The initial three were part of a combined order to be built by Neilson Reid for 18 locomotives that included six of Class 8; a number of components were common to the two classes. The last three were built in early 1911; later that year, the prototype Class 8K appeared, which was an enlargement of the Class 8A design, and no more Class 8A locomotives were built.

Many of the class were fitted with superheaters from 1914 onwards, but the process was not completed – the maximum number with superheated boilers was 70. In addition, boilers were frequently exchanged for maintenance purposes, and several locomotives that had carried a superheated boiler reverted to saturated steam following a repair, and some of these later became superheated again. Eight locomotives were never superheated. In 1916, no. 1134 was given larger cylinders of the same type as Class 8K – these had piston valves and a bore of 21 inches. Five more (LNER nos. 5136/7/53/60, 6076) were similarly equipped by the LNER between 1928 and 1933.

Two sizes of tender were used: the 41 locomotives built during 1902–05 carried 3,250 gallons of water and six tons of coal; the 48 built during 1907–11 had the water capacity increased to 4,000 gallons.

The class was designed to haul heavy coal trains from the South Yorkshire Coalfield westwards to Manchester and Liverpool, and eastwards to the ports at Grimsby and Immingham; until 1911 they also worked southwards to the marshalling yards at Woodford Halse. For this purpose, they were allocated to the locomotive depots at Annesley, Gorton, Grimsby, Keadby, Mexborough, Sheffield and Staveley. After the Lancashire, Derbyshire and East Coast Railway (LDECR) amalgamated with the GCR in 1907, some were sent to the former LD&ECR depots at Langwith and Tuxford. Fifteen were loaned to the Railway Operating Division from April–May 1917 and sent to France; they were returned to the GCR in April–July 1919.

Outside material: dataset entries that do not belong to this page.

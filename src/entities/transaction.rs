//! Transaction entity - One entry of a user's wallet ledger.
//!
//! This table is the only record of wallet history. `balance_before` and
//! `balance_after` are filled in when the entry touches the balance, so a pending
//! deposit carries neither until an admin approves it.
use sea_orm::entity::prelude::*;
use serde::{Deserialize, Serialize};

use super::enums::{TransactionKind, TransactionStatus};

/// Transaction database model
#[derive(Clone, Debug, PartialEq, DeriveEntityModel, Serialize, Deserialize)]
#[sea_orm(table_name = "transactions")]
pub struct Model {
    /// Unique identifier for the transaction
    #[sea_orm(primary_key)]
    pub id: i64,
    /// Owning user
    #[sea_orm(indexed)]
    pub user_id: i64,
    /// What the entry does to the balance
    pub kind: TransactionKind,
    /// Amount in USDT; only `admin_adjustment` may be negative
    pub amount: f64,
    /// Lifecycle state
    pub status: TransactionStatus,
    /// Balance before the entry was applied
    pub balance_before: Option<f64>,
    /// Balance after the entry was applied
    pub balance_after: Option<f64>,
    /// Order this entry pays for or refunds
    pub order_id: Option<i64>,
    /// Human-readable description
    pub description: String,
    /// Free-form reference or admin note
    pub reference: Option<String>,
    /// When the entry was created
    pub created_at: DateTimeUtc,
    /// When the entry last changed state
    pub updated_at: DateTimeUtc,
}

/// Defines relationships between Transaction and other entities
#[derive(Copy, Clone, Debug, EnumIter, DeriveRelation)]
pub enum Relation {
    /// Each transaction belongs to one user
    #[sea_orm(
        belongs_to = "super::user::Entity",
        from = "Column::UserId",
        to = "super::user::Column::Id"
    )]
    User,
    /// Purchase and refund entries point at their order
    #[sea_orm(
        belongs_to = "super::order::Entity",
        from = "Column::OrderId",
        to = "super::order::Column::Id"
    )]
    Order,
}

impl Related<super::user::Entity> for Entity {
    fn to() -> RelationDef {
        Relation::User.def()
    }
}

impl Related<super::order::Entity> for Entity {
    fn to() -> RelationDef {
        Relation::Order.def()
    }
}

impl ActiveModelBehavior for ActiveModel {}
//! Interaction handlers
//!
//! This module provides handlers for interactions that are not slash commands:
//! parameter autocomplete and the deposit review buttons.

/// Autocomplete handlers for months and languages
pub mod autocomplete;
/// Button interactions (deposit approve/reject)
pub mod interactions;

All were inherited by the LNER at the start of 1923, which classified them as Class Q4 and the GCR numbers were increased by 5000 during 1924–27. Following the Grouping, the LNER redeployed some of class Q4 to former Great Northern Railway (GNR) and Great Eastern Railway depots, such as Ardsley, Bradford, Doncaster, March and Retford. The locomotives as built were too tall to run over some LNER lines outside the former GCR territory, so reduced height chimneys and domes were fitted, and the whistles moved lower down, in order that the overall height could be brought below 13 feet and so clear the loading gauge of the former GNR. The LNER carried out other modifications too: besides the continued fitment of 21-inch cylinders and piston valves and the fitment (or removal) of superheaters, all of the 3,250-gallon tenders were replaced by 4,000-gallon tenders from other former GCR locomotives – this process was completed in 1930, although a few locomotives ran with the smaller tenders temporarily. Variants were dealt with through class parts, but these were occasionally revised.

Class parts
| Period | Class Q4/1 | Class Q4/2 | Class Q4/3 | Class Q4/4 |
| 1923 – December 1924 | 3,250 gallon tender | 4,000 gallon tender | — | — |
| December 1924 – December 1928 | Overall height more than 13 feet | Overall height less than 13 feet | — |
| December 1928 – December 1943 | Over 13 feet, 4,000 gallon tender | Under 13 feet, 4,000 gallon tender | Over 13 feet, 3,250 gallon tender | Under 13 feet, 3,250 gallon tender |
| December 1943 on | Saturated boiler | Superheated boiler | — | — |

Withdrawal began in 1934; 41 had been withdrawn by January 1940 when withdrawals stopped due to World War 2. Between 1942 and 1945, 13 locomotives were rebuilt by Edward Thompson to 0-8-0T and reclassified Class Q1; in 1943, after four had been dealt with, the LNER renumbering scheme was prepared. Under this, the remaining 44 class Q4 locomotives were to become nos. 3200–43, but before this could be implemented, one more had been withdrawn and nine more rebuilt to Q1, leaving 34 to be renumbered during 1946. All of these survived to be nationalised at the start of 1948; but only 17 received British Railways numbers, being the 1946 LNER numbers increased by 60000. The last were withdrawn in 1951.